## Stored data
※

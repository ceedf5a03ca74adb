//! Two-input summing junction.

#[cfg(not(feature = "std"))]
use alloc::{vec, vec::Vec};

use crate::filter::{Filter, FilterError, check_input_len};

/// Sums its two inputs into a single output.
#[derive(Debug, Clone, Copy, Default, PartialEq, Eq)]
pub struct Addition;

impl Addition {
    /// Creates a summing junction.
    pub fn new() -> Self {
        Self
    }
}

impl Filter for Addition {
    fn input_count(&self) -> usize {
        2
    }

    fn output_count(&self) -> usize {
        1
    }

    #[inline]
    fn compute_one_step(&mut self, input: &[f32]) -> Result<Vec<f32>, FilterError> {
        check_input_len(input, 2)?;
        Ok(vec![input[0] + input[1]])
    }

    fn reset(&mut self) {}
}
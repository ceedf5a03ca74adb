//! Port-level connections between nodes.
//!
//! A [`Connection`] is stored twice: in the `downstream` list of its source
//! node and in the `upstream` list of its target node. Connections touching
//! the boundary use the composite's external port numbers: a composite input
//! is a connection *from* the boundary, a composite output is a connection
//! *into* it.

use super::node::NodeId;

/// A directed connection from one node's output port to another node's
/// input slot.
#[derive(Clone, Copy, Debug, PartialEq, Eq, Hash)]
pub struct Connection {
    /// Source node.
    pub from: NodeId,
    /// Output port on the source (composite input index for the boundary).
    pub from_port: usize,
    /// Destination node.
    pub to: NodeId,
    /// Input slot on the destination (composite output index for the boundary).
    pub to_port: usize,
}

impl Connection {
    /// Creates a new connection.
    pub fn new(from: NodeId, from_port: usize, to: NodeId, to_port: usize) -> Self {
        Self {
            from,
            from_port,
            to,
            to_port,
        }
    }

    /// Returns `true` for a composite input wired straight to a composite output.
    pub fn is_pass_through(&self) -> bool {
        self.from.is_boundary() && self.to.is_boundary()
    }
}

impl core::fmt::Display for Connection {
    fn fmt(&self, f: &mut core::fmt::Formatter<'_>) -> core::fmt::Result {
        write!(
            f,
            "{}:{} → {}:{}",
            self.from, self.from_port, self.to, self.to_port
        )
    }
}
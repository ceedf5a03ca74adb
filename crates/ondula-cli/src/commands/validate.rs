//! Check a patch file.

use clap::Args;
use ondula_config::Patch;
use std::path::PathBuf;

/// Build a patch and report its size and completeness.
#[derive(Args)]
pub struct ValidateArgs {
    /// Patch file (TOML)
    #[arg(value_name = "PATCH")]
    patch: PathBuf,
}

/// Run the validate command. Fails if the patch does not build or is
/// incompletely wired.
pub fn run(args: ValidateArgs) -> anyhow::Result<()> {
    let patch = Patch::load(&args.patch)?;
    let filter = patch.build()?;

    println!("Patch:       {}", patch.name);
    if let Some(description) = &patch.description {
        println!("Description: {description}");
    }
    println!("Ports:       {} in, {} out", patch.inputs, patch.outputs);
    println!("Nodes:       {}", filter.node_count());
    println!("Connections: {}", filter.connection_count());

    match filter.validate() {
        Ok(()) => {
            println!("Status:      valid");
            Ok(())
        }
        Err(err) => {
            println!("Status:      incomplete");
            Err(anyhow::Error::new(err).context(format!("patch '{}' is incomplete", patch.name)))
        }
    }
}
//! Filter selection shared by the commands that run a filter.

use anyhow::{Context, bail};
use clap::Args;
use ondula_config::{BlockKind, Patch};
use ondula_core::{CascadeBuilder, CompositeFilter};
use std::path::PathBuf;

/// Effects selectable with `--effect`.
pub const EFFECT_NAMES: &[&str] = &[
    "gain",
    "delay",
    "echo",
    "alt_echo",
    "all_pass",
    "low_pass",
    "reverberator",
];

/// Either a built-in effect with its parameters, or a patch file.
#[derive(Args, Debug)]
pub struct FilterArgs {
    /// Built-in effect (gain, delay, echo, alt_echo, all_pass, low_pass, reverberator)
    #[arg(short, long, required_unless_present = "patch", conflicts_with = "patch")]
    effect: Option<String>,

    /// Gain or feedback coefficient for the effect
    #[arg(long, default_value_t = 0.5, allow_negative_numbers = true)]
    gain: f32,

    /// Delay length in samples for the effect
    #[arg(long, default_value_t = 4410)]
    delay: usize,

    /// Patch file (TOML)
    #[arg(short, long)]
    patch: Option<PathBuf>,
}

impl FilterArgs {
    /// Short description for log lines.
    pub fn describe(&self) -> String {
        match (&self.patch, &self.effect) {
            (Some(path), _) => format!("patch {}", path.display()),
            (None, Some(name)) => format!("{name} (gain={}, delay={})", self.gain, self.delay),
            (None, None) => "nothing".to_string(),
        }
    }
}

/// Maps an effect name to its block description.
pub fn effect_kind(name: &str, gain: f32, delay: usize) -> anyhow::Result<BlockKind> {
    let kind = match name {
        "gain" => BlockKind::Gain { gain },
        "delay" => BlockKind::Delay { samples: delay },
        "echo" => BlockKind::Echo { gain, delay },
        "alt_echo" => BlockKind::AltEcho { gain, delay },
        "all_pass" => BlockKind::AllPass { gain, delay },
        "low_pass" => BlockKind::LowPass { gain, delay },
        "reverberator" => BlockKind::Reverberator,
        other => bail!(
            "unknown effect '{other}' (available: {})",
            EFFECT_NAMES.join(", ")
        ),
    };
    Ok(kind)
}

/// Builds the selected filter and checks that it is fully wired.
pub fn build_filter(args: &FilterArgs) -> anyhow::Result<CompositeFilter> {
    let filter = if let Some(path) = &args.patch {
        let patch = Patch::load(path)?;
        tracing::info!(name = %patch.name, blocks = patch.len(), "loaded patch");
        patch
            .build()
            .with_context(|| format!("building patch '{}'", patch.name))?
    } else if let Some(name) = &args.effect {
        let block = effect_kind(name, args.gain, args.delay)?.build(name)?;
        CascadeBuilder::new().push(block).build()?
    } else {
        bail!("No filter specified. Use --effect or --patch");
    };

    filter.validate().context("filter graph is incomplete")?;
    Ok(filter)
}
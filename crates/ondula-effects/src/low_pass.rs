//! One-pole comb low-pass.
//!
//! Used inside the [`reverberator`](crate::reverberator)'s feedback path to
//! darken each pass around the loop.

use ondula_core::{Addition, CompositeFilter, Delay, Gain, GraphError};

/// Recursive low-pass: `y[n] = (1 - gain) · x[n] + gain · y[n - delay]`.
///
/// With `delay == 1` this is the classic one-pole smoother; DC passes at
/// unit gain for any `gain` in `[0, 1)`.
///
/// # Panics
///
/// Panics if `delay` is zero.
pub fn low_pass(gain: f32, delay: usize) -> Result<CompositeFilter, GraphError> {
    let mut filter = CompositeFilter::new(1, 1);
    let feedback = filter.add_block(Gain::new(gain));
    let direct = filter.add_block(Gain::new(1.0 - gain));
    let line = filter.add_block(Delay::new(delay));
    let sum = filter.add_block(Addition::new());

    filter.connect_input_to_block(0, direct, 0)?;
    filter.connect_block_to_block(line, 0, feedback, 0)?;
    filter.connect_block_to_block(feedback, 0, sum, 1)?;
    filter.connect_block_to_block(direct, 0, sum, 0)?;
    filter.connect_block_to_block(sum, 0, line, 0)?;
    filter.connect_block_to_output(sum, 0, 0)?;
    Ok(filter)
}
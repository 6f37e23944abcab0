//! BIFF record stream writing
//!
//! Payloads longer than [`MAX_RECORD_DATA_SIZE`] are split into a primary
//! record followed by `CONTINUE` records.

use super::error::{XlsError, XlsResult};
use super::records::{CONTINUE_SID, LogicalRecord, MAX_RECORD_DATA_SIZE};
use std::io::Write;

/// Write a BIFF record header
#[inline]
pub(crate) fn write_record_header<W: Write>(
    writer: &mut W,
    record_type: u16,
    data_len: u16,
) -> XlsResult<()> {
    writer.write_all(&record_type.to_le_bytes())?;
    writer.write_all(&data_len.to_le_bytes())?;
    Ok(())
}

/// Writes records to a BIFF stream
#[derive(Debug)]
pub struct RecordWriter<W> {
    writer: W,
    bytes_written: u64,
    records_written: usize,
}

impl<W: Write> RecordWriter<W> {
    pub fn new(writer: W) -> Self {
        Self {
            writer,
            bytes_written: 0,
            records_written: 0,
        }
    }

    /// Write one logical record
    ///
    /// An empty payload produces a single record with no data.
    pub fn write_record(&mut self, sid: u16, payload: &[u8]) -> XlsResult<()> {
        if payload.len() <= MAX_RECORD_DATA_SIZE {
            return self.write_physical(sid, payload);
        }
        for (i, chunk) in payload.chunks(MAX_RECORD_DATA_SIZE).enumerate() {
            let record_type = if i == 0 { sid } else { CONTINUE_SID };
            self.write_physical(record_type, chunk)?;
        }
        Ok(())
    }

    /// Write a record as read, keeping its original fragment boundaries
    ///
    /// Falls back to the standard split when the recorded fragment sizes do
    /// not add up to the payload.
    pub fn write_logical(&mut self, record: &LogicalRecord) -> XlsResult<()> {
        let total: usize = record.fragments.iter().map(|&len| len as usize).sum();
        if total != record.data.len() || record.fragments.is_empty() {
            return self.write_record(record.sid, &record.data);
        }
        let mut pos = 0;
        for (i, &len) in record.fragments.iter().enumerate() {
            let record_type = if i == 0 { record.sid } else { CONTINUE_SID };
            let end = pos + len as usize;
            self.write_physical(record_type, &record.data[pos..end])?;
            pos = end;
        }
        Ok(())
    }

    fn write_physical(&mut self, record_type: u16, data: &[u8]) -> XlsResult<()> {
        let len = u16::try_from(data.len()).map_err(|_| XlsError::InvalidLength {
            expected: MAX_RECORD_DATA_SIZE,
            found: data.len(),
        })?;
        write_record_header(&mut self.writer, record_type, len)?;
        self.writer.write_all(data)?;
        self.bytes_written += 4 + data.len() as u64;
        self.records_written += 1;
        Ok(())
    }

    /// Bytes written so far, headers included
    pub fn bytes_written(&self) -> u64 {
        self.bytes_written
    }

    /// Physical records written so far
    pub fn records_written(&self) -> usize {
        self.records_written
    }

    pub fn flush(&mut self) -> XlsResult<()> {
        self.writer.flush()?;
        Ok(())
    }

    pub fn into_inner(self) -> W {
        self.writer
    }
}
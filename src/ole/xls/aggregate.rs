//! Value records of a sheet, grouped by row
//!
//! Cells live in a sparse row-major table. Serializing a row collapses runs
//! of adjacent blank cells into MULBLANK records; loading expands MULBLANK
//! records back into single blanks.

use super::biff::{BiffRecord, MulBlankRecord};
use super::cell::CellRecord;
use super::error::XlsResult;
use super::writer::RecordWriter;
use smallvec::SmallVec;
use std::io::Write;

/// Number of addressable rows and columns
const MAX_INDEX: usize = u16::MAX as usize + 1;

type Row = Vec<Option<CellRecord>>;

/// Capacity after growing `len` to hold `index`
fn grown_capacity(len: usize, index: usize) -> usize {
    (len * 2).max(index + 1).min(MAX_INDEX)
}

/// Cell records of one sheet
#[derive(Debug, Clone, Default)]
pub struct ValueRecordsAggregate {
    rows: Vec<Option<Row>>,
    physical_count: usize,
}

impl ValueRecordsAggregate {
    pub fn new() -> Self {
        Self::default()
    }

    /// Build an aggregate from decoded records, ignoring non-cell records
    pub fn from_records<'a>(records: impl IntoIterator<Item = &'a BiffRecord>) -> Self {
        let mut aggregate = Self::new();
        for record in records {
            aggregate.add_record(record);
        }
        aggregate
    }

    /// Store `cell` at `(row, col)`, replacing any previous cell there
    ///
    /// The cell's own coordinates are updated to match.
    pub fn insert(&mut self, row: u16, col: u16, mut cell: CellRecord) {
        cell.set_position(row, col);
        let (r, c) = (row as usize, col as usize);

        if r >= self.rows.len() {
            let capacity = grown_capacity(self.rows.len(), r);
            self.rows.resize_with(capacity, || None);
        }
        let cells = self.rows[r].get_or_insert_with(Vec::new);
        if c >= cells.len() {
            let capacity = grown_capacity(cells.len(), c);
            cells.resize_with(capacity, || None);
        }
        if cells[c].replace(cell).is_none() {
            self.physical_count += 1;
        }
    }

    /// Clear the cell at `(row, col)`, keeping the capacity
    pub fn remove(&mut self, row: u16, col: u16) -> Option<CellRecord> {
        let removed = self
            .rows
            .get_mut(row as usize)?
            .as_mut()?
            .get_mut(col as usize)?
            .take();
        if removed.is_some() {
            self.physical_count -= 1;
        }
        removed
    }

    pub fn get(&self, row: u16, col: u16) -> Option<&CellRecord> {
        self.row_cells(row)?.get(col as usize)?.as_ref()
    }

    fn row_cells(&self, row: u16) -> Option<&Row> {
        self.rows.get(row as usize)?.as_ref()
    }

    /// Number of occupied cells
    pub fn physical_count(&self) -> usize {
        self.physical_count
    }

    /// Recompute the occupied cell count from the table
    pub fn recount(&mut self) -> usize {
        self.physical_count = self
            .rows
            .iter()
            .flatten()
            .map(|cells| cells.iter().filter(|cell| cell.is_some()).count())
            .sum();
        self.physical_count
    }

    /// Add a decoded record
    ///
    /// MULBLANK records are expanded into single blanks. Returns `false` for
    /// records that are not cell values.
    pub fn add_record(&mut self, record: &BiffRecord) -> bool {
        match record {
            BiffRecord::Cell(cell) => {
                self.insert(cell.row(), cell.col(), cell.clone());
                true
            },
            BiffRecord::MulBlank(mul) => {
                for blank in mul.blanks() {
                    self.insert(blank.row(), blank.col(), blank);
                }
                true
            },
            _ => false,
        }
    }

    /// Indexes of rows holding at least one cell, ascending
    pub fn rows(&self) -> impl Iterator<Item = u16> + '_ {
        self.rows.iter().enumerate().filter_map(|(index, cells)| {
            cells
                .as_ref()
                .filter(|cells| cells.iter().any(Option::is_some))
                .map(|_| index as u16)
        })
    }

    pub fn first_cell_in_row(&self, row: u16) -> Option<u16> {
        self.row_cells(row)?
            .iter()
            .position(Option::is_some)
            .map(|col| col as u16)
    }

    pub fn last_cell_in_row(&self, row: u16) -> Option<u16> {
        self.row_cells(row)?
            .iter()
            .rposition(Option::is_some)
            .map(|col| col as u16)
    }

    /// Records for one row, left to right
    ///
    /// Two or more adjacent blanks become a single MULBLANK; a lone blank
    /// stays a BLANK record. Runs longer than [`MulBlankRecord::MAX_CELLS`]
    /// are split over several MULBLANK records.
    pub fn serialize_row(&self, row: u16) -> Vec<BiffRecord> {
        let mut records = Vec::new();
        let Some(cells) = self.row_cells(row) else {
            return records;
        };

        let mut col = 0;
        while col < cells.len() {
            let Some(cell) = &cells[col] else {
                col += 1;
                continue;
            };
            if !cell.is_blank() {
                records.push(BiffRecord::Cell(cell.clone()));
                col += 1;
                continue;
            }

            let mut xf_indexes: SmallVec<[u16; 8]> = SmallVec::new();
            let mut end = col;
            while let Some(Some(blank)) = cells.get(end) {
                if !blank.is_blank() || xf_indexes.len() == MulBlankRecord::MAX_CELLS {
                    break;
                }
                xf_indexes.push(blank.xf_index());
                end += 1;
            }
            if xf_indexes.len() == 1 {
                records.push(BiffRecord::Cell(cell.clone()));
            } else {
                records.push(BiffRecord::MulBlank(MulBlankRecord {
                    row,
                    first_col: col as u16,
                    xf_indexes,
                }));
            }
            col = end;
        }
        records
    }

    /// Write every row in ascending order
    pub fn write_to<W: Write>(&self, writer: &mut RecordWriter<W>) -> XlsResult<()> {
        for row in self.rows() {
            for record in self.serialize_row(row) {
                record.write_to(writer)?;
            }
        }
        Ok(())
    }
}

※

## EXERCISE AIM
Return every line of the records in which the word "impl" is found.

## OUTPUT OF THE TASK
impl Addition {
impl Filter for Addition {
impl Connection {
impl core::fmt::Display for Connection {
impl FilterArgs {
impl<W: Write> RecordWriter<W> {
impl ValueRecordsAggregate {
    pub fn from_records<'a>(records: impl IntoIterator<Item = &'a BiffRecord>) -> Self {
    pub fn rows(&self) -> impl Iterator<Item = u16> + '_ {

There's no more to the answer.